Community celebrates Juneteenth with flag-raising ceremony
Published 11:23 am Tuesday, June 20, 2017
The Juneteenth flag was raised high on a bright and sunny day in Port Arthur as members from the army, police, city and African American Cultural Society gathered to celebrate. The event was held in front of the Port Arthur County Courthouse on Lakeshore Drive.
Carolyn Thibodeaux, librarian with the Port Arthur Library, opened proceedings.
“This is the fourth year we have been raising the flag at the county courthouse,” Thibodeaux said. “We’re so fortunate to have a lot of uniforms here today.”
She spoke of the importance of civil liberties and its significance at the courthouse.
“As a librarian and serving in a humanitarian job, it is monumentally important to erect the flag in front of the courthouse,” she said, before elaborating on the importance of education.
“I’m passionate about not only teaching kids but helping them comprehend what’s going on around them,” Thibodeaux said.
Joseph Guillory, trustee of the Port Arthur ISD board, was a guest speaker at the event.
Guillory briefly went over the meaning of Juneteenth Independence Day, wherein slaves in Texas heard the news of the abolishment of slavery. He pointed out the two-year period it took for the news from Abraham Lincoln’s proclamation to reach the state.
He read Maya Angelou’s poem “Caged Bird” for the benefit of the audience, drawing parallels between the current youth of today and Angelou’s eponymous bird.
“The meaning behind the poem, as put by Maya Angelou, is that it’s written based on oppression,” Guillory said. “It’s about voicing your concerns and standing up for what is right.”
Guillory said the poem was fitting because the community’s work was not done yet in regards to seeking freedom.
“Our children are trapped in a cage of their own minds,” Guillory said. He remarked that the way out of that was to be like the free bird and to seek freedom.
Tiffany Hamilton was also on hand to discuss the importance of history, community and knowledge. Hamilton is on the board of the NAACP Youth Council.
She emphasized the importance of tying the history of Juneteenth to the modern day and becoming strong thinkers as a result.
“We need to do our part to search for information and to become strong thinkers,” she said. “We should be 99 years old and still want to learn something.”

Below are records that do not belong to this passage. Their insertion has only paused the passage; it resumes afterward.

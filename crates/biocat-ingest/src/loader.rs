//! Bulk loader for the catalog CSV files
//!
//! Files are applied in a fixed order: duplicate organisms are pruned, then
//! sequences, the assignment data set and finally Pfam descriptions. Every
//! row runs in its own store transaction, so a bad row is skipped without
//! losing the rows around it.

use std::path::{Path, PathBuf};

use biocat_common::CatalogError;
use biocat_server::features::organisms::{get_or_create_organism, prune_duplicate_organisms};
use biocat_server::features::proteins::assignments::{attach_domain, AttachMode};
use biocat_server::features::proteins::types::DomainEntry;
use biocat_server::models::{OrganismFields, Protein};
use biocat_server::store::{CatalogTx, SharedStore, StoreError};
use csv::StringRecord;
use tracing::{error, info, warn};

use crate::rows::{
    parse_assignment, parse_pfam_description, parse_sequence, AssignmentRow, PfamDescriptionRow,
    SequenceRow,
};

/// First `id_custom` handed out by the assignment data set
pub const FIRST_ID_CUSTOM: i32 = 80001;

pub const SEQUENCES_FILE: &str = "assignment_data_sequences.csv";
pub const ASSIGNMENT_DATA_SET_FILE: &str = "assignment_data_set.csv";
pub const PFAM_DESCRIPTIONS_FILE: &str = "pfam_descriptions.csv";

/// Organism bound to proteins known only from the sequences file
pub fn placeholder_organism() -> OrganismFields {
    OrganismFields {
        taxa_id: Some(-1),
        clade: String::new(),
        genus: "Unspecified".to_string(),
        species: "Unspecified".to_string(),
    }
}

#[derive(Debug, thiserror::Error)]
pub enum LoadError {
    #[error(transparent)]
    Parse(#[from] CatalogError),

    #[error("CSV error: {0}")]
    Csv(#[from] csv::Error),

    #[error(transparent)]
    Store(#[from] StoreError),
}

/// Locations of the three input files
#[derive(Debug, Clone)]
pub struct LoadFiles {
    pub sequences: PathBuf,
    pub assignment_data_set: PathBuf,
    pub pfam_descriptions: PathBuf,
}

impl LoadFiles {
    /// The conventional file names inside `dir`
    pub fn in_dir(dir: impl AsRef<Path>) -> Self {
        let dir = dir.as_ref();
        Self {
            sequences: dir.join(SEQUENCES_FILE),
            assignment_data_set: dir.join(ASSIGNMENT_DATA_SET_FILE),
            pfam_descriptions: dir.join(PFAM_DESCRIPTIONS_FILE),
        }
    }
}

/// Row counts for one input file
#[derive(Debug, Clone, Default, PartialEq, Eq)]
pub struct FileReport {
    pub loaded: u64,
    pub skipped: u64,
    /// The file could not be opened and was not read at all
    pub unreadable: bool,
}

#[derive(Debug, Clone, Default, PartialEq, Eq)]
pub struct LoadReport {
    pub pruned_organisms: u64,
    pub sequences: FileReport,
    pub assignments: FileReport,
    pub pfam_descriptions: FileReport,
}

impl LoadReport {
    pub fn skipped(&self) -> u64 {
        self.sequences.skipped + self.assignments.skipped + self.pfam_descriptions.skipped
    }
}

#[derive(Debug, Clone, Copy)]
enum Step {
    Sequences,
    AssignmentDataSet,
    PfamDescriptions,
}

pub struct Loader {
    store: SharedStore,
    next_id_custom: i32,
}

fn open(path: &Path) -> Result<csv::Reader<std::fs::File>, csv::Error> {
    csv::ReaderBuilder::new()
        .has_headers(false)
        .flexible(true)
        .from_path(path)
}

fn location(path: &Path, line: u64) -> String {
    let name = path
        .file_name()
        .map(|name| name.to_string_lossy().into_owned())
        .unwrap_or_else(|| path.display().to_string());
    format!("{}:{}", name, line)
}

impl Loader {
    pub fn new(store: SharedStore) -> Self {
        Self {
            store,
            next_id_custom: FIRST_ID_CUSTOM,
        }
    }

    /// Run every step against `files`
    pub async fn run(&mut self, files: &LoadFiles) -> Result<LoadReport, LoadError> {
        let mut report = LoadReport {
            pruned_organisms: self.prune_duplicates().await?,
            ..LoadReport::default()
        };

        report.sequences = self.load_sequences(&files.sequences).await;
        report.assignments = self.load_assignment_data_set(&files.assignment_data_set).await;
        report.pfam_descriptions = self.load_pfam_descriptions(&files.pfam_descriptions).await;

        info!(
            pruned_organisms = report.pruned_organisms,
            sequences = report.sequences.loaded,
            assignments = report.assignments.loaded,
            pfam_descriptions = report.pfam_descriptions.loaded,
            skipped = report.skipped(),
            "Load finished"
        );
        Ok(report)
    }

    /// Keep the first organism of each identity tuple and delete the rest
    pub async fn prune_duplicates(&self) -> Result<u64, LoadError> {
        let mut tx = self.store.begin().await?;
        let removed = prune_duplicate_organisms(tx.as_mut()).await?;
        tx.commit().await?;
        Ok(removed)
    }

    pub async fn load_sequences(&mut self, path: &Path) -> FileReport {
        self.load_file(Step::Sequences, path).await
    }

    pub async fn load_assignment_data_set(&mut self, path: &Path) -> FileReport {
        self.load_file(Step::AssignmentDataSet, path).await
    }

    pub async fn load_pfam_descriptions(&mut self, path: &Path) -> FileReport {
        self.load_file(Step::PfamDescriptions, path).await
    }

    async fn load_file(&mut self, step: Step, path: &Path) -> FileReport {
        let mut reader = match open(path) {
            Ok(reader) => reader,
            Err(e) => {
                error!(file = %path.display(), error = %e, "Cannot read input file, skipping it");
                return FileReport {
                    unreadable: true,
                    ..FileReport::default()
                };
            },
        };

        let mut report = FileReport::default();
        for (index, record) in reader.records().enumerate() {
            let at = location(path, index as u64 + 1);
            let result = match record {
                Ok(record) => self.apply(step, &record, &at).await,
                Err(e) => Err(e.into()),
            };
            match result {
                Ok(()) => report.loaded += 1,
                Err(e) => {
                    warn!(row = %at, error = %e, "Skipping row");
                    report.skipped += 1;
                },
            }
        }

        info!(
            file = %path.display(),
            step = ?step,
            loaded = report.loaded,
            skipped = report.skipped,
            "File loaded"
        );
        report
    }

    /// Apply one row inside its own transaction
    async fn apply(&mut self, step: Step, record: &StringRecord, at: &str) -> Result<(), LoadError> {
        match step {
            Step::Sequences => {
                let row = parse_sequence(record, at)?;
                let mut tx = self.store.begin().await?;
                store_sequence(tx.as_mut(), &row).await?;
                tx.commit().await?;
            },
            Step::AssignmentDataSet => {
                let row = parse_assignment(record, at)?;
                let mut tx = self.store.begin().await?;
                store_assignment(tx.as_mut(), &row, self.next_id_custom).await?;
                tx.commit().await?;
                self.next_id_custom += 1;
            },
            Step::PfamDescriptions => {
                let row = parse_pfam_description(record, at)?;
                let mut tx = self.store.begin().await?;
                store_pfam_description(tx.as_mut(), &row).await?;
                tx.commit().await?;
            },
        }
        Ok(())
    }
}

/// Set the sequence, creating the protein under the placeholder organism if unknown
async fn store_sequence(tx: &mut dyn CatalogTx, row: &SequenceRow) -> Result<(), StoreError> {
    match tx.get_protein(&row.protein_id).await? {
        Some(mut protein) => {
            protein.sequence = row.sequence.clone();
            tx.update_protein(&protein).await?;
        },
        None => {
            let (organism, _) = get_or_create_organism(tx, &placeholder_organism()).await?;
            tx.insert_protein(&Protein {
                protein_id: row.protein_id.clone(),
                sequence: row.sequence.clone(),
                length: 0,
                id_custom: None,
                organism_id: organism.id,
            })
            .await?;
        },
    }
    Ok(())
}

/// Rebind the protein to the row's organism, then attach the row's domain
async fn store_assignment(
    tx: &mut dyn CatalogTx,
    row: &AssignmentRow,
    id_custom: i32,
) -> Result<(), StoreError> {
    let (organism, _) = get_or_create_organism(tx, &row.organism).await?;

    match tx.get_protein(&row.protein_id).await? {
        Some(mut protein) => {
            protein.length = row.length;
            protein.organism_id = organism.id;
            protein.id_custom = Some(id_custom);
            tx.update_protein(&protein).await?;
        },
        None => {
            tx.insert_protein(&Protein {
                protein_id: row.protein_id.clone(),
                sequence: String::new(),
                length: row.length,
                id_custom: Some(id_custom),
                organism_id: organism.id,
            })
            .await?;
        },
    }

    let entry = DomainEntry {
        pfam: row.default_pfam(),
        description: row.description.clone(),
        start: row.start,
        end: row.end,
    };
    attach_domain(tx, &row.protein_id, &entry, AttachMode::Merge).await?;
    Ok(())
}

async fn store_pfam_description(
    tx: &mut dyn CatalogTx,
    row: &PfamDescriptionRow,
) -> Result<(), StoreError> {
    let updated = tx
        .set_domain_descriptions_for_pfam(&row.pfam_id, &row.description)
        .await?;
    if updated == 0 {
        tracing::debug!(pfam_id = %row.pfam_id, "No domains classified by this Pfam family");
    }
    Ok(())
}

#[cfg(test)]
mod tests {
    use std::sync::Arc;

    use biocat_server::store::{CatalogStore, MemoryCatalogStore};
    use tempfile::TempDir;

    use super::*;

    fn write(dir: &TempDir, name: &str, contents: &str) {
        std::fs::write(dir.path().join(name), contents).unwrap();
    }

    fn memory_store() -> Arc<MemoryCatalogStore> {
        Arc::new(MemoryCatalogStore::new())
    }

    const DATA_SET: &str = "\
A0A014PQC0,568076,E,Metarhizium robertsii ARSEF 23,Peptidase C13 legumain,PF01650,40,94,338
A0A014PQC0,568076,E,Metarhizium robertsii ARSEF 23,Peptidase C13 legumain,PF01650,40,94,338
A0A1B8Y3T7,568076,E,Metarhizium robertsii,Ubiquitin family,PF00240,3,75,120
";

    #[tokio::test]
    async fn test_full_load() {
        let dir = TempDir::new().unwrap();
        write(&dir, SEQUENCES_FILE, "A0A014PQC0,MVIGFLLLAV\nORPHAN1,MKV\n");
        write(&dir, ASSIGNMENT_DATA_SET_FILE, DATA_SET);
        write(&dir, PFAM_DESCRIPTIONS_FILE, "PF01650,Peptidase C13 family\n");

        let store = memory_store();
        let mut loader = Loader::new(store.clone());
        let report = loader.run(&LoadFiles::in_dir(dir.path())).await.unwrap();

        assert_eq!(report.sequences.loaded, 2);
        assert_eq!(report.assignments.loaded, 3);
        assert_eq!(report.pfam_descriptions.loaded, 1);
        assert_eq!(report.skipped(), 0);

        let mut tx = store.begin().await.unwrap();
        let protein = tx.get_protein("A0A014PQC0").await.unwrap().unwrap();
        assert_eq!(protein.sequence, "MVIGFLLLAV");
        assert_eq!(protein.length, 338);
        // The repeated row re-assigned the custom id
        assert_eq!(protein.id_custom, Some(FIRST_ID_CUSTOM + 1));

        let organism = tx.get_organism(protein.organism_id).await.unwrap().unwrap();
        assert_eq!(organism.genus, "Metarhizium");
        assert_eq!(organism.species, "robertsii");

        let details = tx.list_assignment_details("A0A014PQC0").await.unwrap();
        assert_eq!(details.len(), 1);
        assert_eq!(details[0].domain_description, "Peptidase C13 family");

        let orphan = tx.get_protein("ORPHAN1").await.unwrap().unwrap();
        let placeholder = tx.get_organism(orphan.organism_id).await.unwrap().unwrap();
        assert_eq!(placeholder.taxa_id, Some(-1));
        assert_eq!(placeholder.genus, "Unspecified");
    }

    #[tokio::test]
    async fn test_bad_rows_are_skipped() {
        let dir = TempDir::new().unwrap();
        write(
            &dir,
            ASSIGNMENT_DATA_SET_FILE,
            "P1,notanumber,E,Homo sapiens,d,PF1,1,2,3\nP2,9606,E,Homo sapiens,d,PF1,1,2,3\nP3,9606\n",
        );

        let store = memory_store();
        let mut loader = Loader::new(store.clone());
        let report = loader
            .load_assignment_data_set(&dir.path().join(ASSIGNMENT_DATA_SET_FILE))
            .await;

        assert_eq!(report.loaded, 1);
        assert_eq!(report.skipped, 2);

        let mut tx = store.begin().await.unwrap();
        assert!(tx.get_protein("P1").await.unwrap().is_none());
        let p2 = tx.get_protein("P2").await.unwrap().unwrap();
        assert_eq!(p2.id_custom, Some(FIRST_ID_CUSTOM));
    }

    #[tokio::test]
    async fn test_missing_file_does_not_stop_the_load() {
        let dir = TempDir::new().unwrap();
        write(&dir, ASSIGNMENT_DATA_SET_FILE, DATA_SET);

        let mut loader = Loader::new(memory_store());
        let report = loader.run(&LoadFiles::in_dir(dir.path())).await.unwrap();

        assert!(report.sequences.unreadable);
        assert!(report.pfam_descriptions.unreadable);
        assert!(!report.assignments.unreadable);
        assert_eq!(report.assignments.loaded, 3);
    }

    #[tokio::test]
    async fn test_prune_keeps_distinct_organisms() {
        let store = memory_store();
        {
            let mut tx = store.begin().await.unwrap();
            tx.insert_organism(&placeholder_organism()).await.unwrap();
            tx.commit().await.unwrap();
        }

        let loader = Loader::new(store.clone());
        assert_eq!(loader.prune_duplicates().await.unwrap(), 0);

        let mut tx = store.begin().await.unwrap();
        assert_eq!(tx.list_organisms().await.unwrap().len(), 1);
    }
}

Afterward Gail Pellum, president for African American Cultural Society, said why that was why it is so important for young people to celebrate Juneteenth.
She related the weight of 400 years of slavery and of African Americans having their identities, lives and cultures tore from them; as a result, how could young people not celebrate a holiday that promotes freedom.
“The founding of this country had its roots in freedom from persecution. Everyone should do something to celebrate their freedom,” Pellum said.
Pellum said that even though slavery ended, it did not mean that injustice had ended. She cited the creation of the Ku Klux Klan, Jim Crow laws and segregation as just some of the injustices perpetrated against African Americans and minorities.
According to her, ignorance was the root of many of these injustices and gaining knowledge was the means by which to combat it.
“Knowledge is power,” Pellum said. “Especially when you know yourself and you know where you come from.”